Lop off 20% for working term time only. (So you get paid for the equivalent of working 4 days a week)
If you do less than absolutely full time, Mon-Fri, say an hour and a half less a day, take off another 20% for that. You will probably still end up working every lunch and break. And before school. And after school. It's all about the Children, you know. And somebody has to be in the playground whilst the teaching staff have their breaks or meetings.
Then take that total and divide it over 12 months and you'll have an idea of the gross wage.
Take off your pension (worse than the teachers' one), tax, NI, etc. Allow for the costs of travel and being suitably attired in expensive professional business attire. And whether it has implications for your length of service, as support staff work isn't counted, so your length of service is zero.
Think of how much you get as supply now. Compare the two. And take into account you don't have any rights that teaching staff do, because you're going to be on a support staff contract. And who goes first when a school is skint or needs to pay the consultancy fee for a logo and uniform rebrand as part of the dragging it back from a crappy Ofsted report and covering the cost of the new and improved shiny young things that are going to be part of SLT? That's right, support staff.
Then there are the less tangible things. You're not a teacher, you're support. Some people will speak to you differently - and not just kids and parents, I mean SLT in particular.
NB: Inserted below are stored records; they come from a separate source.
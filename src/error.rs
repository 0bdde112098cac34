//! Error types for registry and graph construction

use thiserror::Error;

/// Result type for schema and instance operations
pub type Result<T, E = SchemaError> = std::result::Result<T, E>;

/// Errors raised while building or querying the schema registry and
/// schema graph. All of these are fatal to the build that raised them:
/// a registry is returned fully validated or not at all.
#[derive(Error, Debug)]
pub enum SchemaError {
    #[error("invalid schema attribute for {type_name}{}: {reason}", field_suffix(.field))]
    Validation {
        type_name: String,
        field: Option<String>,
        reason: String,
    },

    #[error("field '{field}' of {type_name} declares reference target '{target}' which is not a registered type")]
    Integrity {
        type_name: String,
        field: String,
        target: String,
    },

    #[error("type '{type_name}' is already registered")]
    DuplicateType { type_name: String },

    #[error("no object schema registered for '{type_name}'")]
    NotFound { type_name: String },

    #[error("{type_name} has no field '{field}'; available fields: {available}")]
    FieldNotFound {
        type_name: String,
        field: String,
        available: String,
    },
}

fn field_suffix(field: &Option<String>) -> String {
    match field {
        Some(f) => format!(", field '{f}'"),
        None => String::new(),
    }
}

impl SchemaError {
    /// Attribute-level validation failure on a type header
    pub fn validation(type_name: impl Into<String>, reason: impl Into<String>) -> Self {
        SchemaError::Validation {
            type_name: type_name.into(),
            field: None,
            reason: reason.into(),
        }
    }

    /// Attribute-level validation failure on a named field
    pub fn field_validation(
        type_name: impl Into<String>,
        field: impl Into<String>,
        reason: impl Into<String>,
    ) -> Self {
        SchemaError::Validation {
            type_name: type_name.into(),
            field: Some(field.into()),
            reason: reason.into(),
        }
    }
}

/// Errors raised while extracting instance nodes or building the
/// instance graph. Name collisions and ambiguous references are not
/// errors (they degrade to diagnostics); these signal that the
/// upstream model-file parser produced something it never should.
#[derive(Error, Debug)]
pub enum InstanceError {
    #[error("field '{field}' of {type_name} '{name}' has unsupported value {value}; expected string, integer, or float")]
    UnsupportedValue {
        type_name: String,
        name: String,
        field: String,
        value: serde_json::Value,
    },

    #[error("name index holds {index_count} entries for {node_count} nodes; duplicate (type, name) pairs must be resolved:\n{collisions}")]
    InconsistentIndex {
        node_count: usize,
        index_count: usize,
        collisions: String,
    },
}
use anyhow::Context;
use axum::{Json, body::Bytes, extract::State, http::HeaderMap};
use common::{UpsertRequest, UpsertResponse};
use tracing::{debug, info};

use crate::{error::ApiError, handlers::auth::require_token, state::AppState};

pub async fn upsert_handler(
    State(state): State<AppState>,
    headers: HeaderMap,
    body: Bytes,
) -> Result<Json<UpsertResponse>, ApiError> {
    require_token(&headers, &state)?;
    let request =
        serde_json::from_slice::<UpsertRequest>(&body).map_err(|_| ApiError::InvalidJson)?;
    if request.file.trim().is_empty() {
        return Err(ApiError::MissingFile);
    }

    // Only upserts mutate the index, so validating under the read lock stays
    // accurate until the write below while this guard is held.
    let _serialized = state.upserts.lock().await;
    state.index.read().await.validate(&request.embedding)?;

    // Disk first, so a failed write leaves memory and disk in agreement.
    if state.persist_upserts {
        match state.persist_target(&request.file) {
            Some(target) => {
                let embedding = request.embedding.clone();
                tokio::task::spawn_blocking(move || indexer::save_embedding(&target, &embedding))
                    .await
                    .context("persist task failed")
                    .and_then(|written| written)
                    .map_err(ApiError::Persist)?;
            }
            None => debug!(file = %request.file, "upsert target outside embedding dir, kept in memory only"),
        }
    }

    let (inserted, total) = {
        let mut index = state.index.write().await;
        let inserted = index.upsert(request.file.clone(), &request.embedding)?;
        (inserted, index.len())
    };

    metrics::counter!("imgvec_upserts_total", "kind" => if inserted { "insert" } else { "replace" })
        .increment(1);
    info!(file = %request.file, inserted, total, "upserted embedding");

    Ok(Json(UpsertResponse {
        file: request.file,
        inserted,
        total,
    }))
}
In addition, if it's like the standard Teach First, you'll also have to attend study groups on Saturdays and Sundays. And if you leave, the contract says you owe them money. A fuckton of it. And they're targeting frankly, the shittiest schools. No nice little outstanding secondary for you - massive amounts of deprivation, violence, poverty of opportunity, aspiration, a culture of desperation, exercising crowd control - and hopefully persuading a few disenchanted and disenfranchised kids to do five minutes work. Assuming you get a head who thinks you're there to be a cheap cover supervisor. After all, they'll get a teacher effectively - no problem you doing all the planning and marking as well, is there?
By this point, you will have probably worked out that you'd be better off getting a job in a supermarket, as you'll have more opportunities for overtime, plus the ability to take holiday during the year, not just when everything is at its most expensive. Or stay as agency. You'll be treated better - and when it comes down to it, you can always walk out of a booking, which you definitely cannot do with TeachFirst.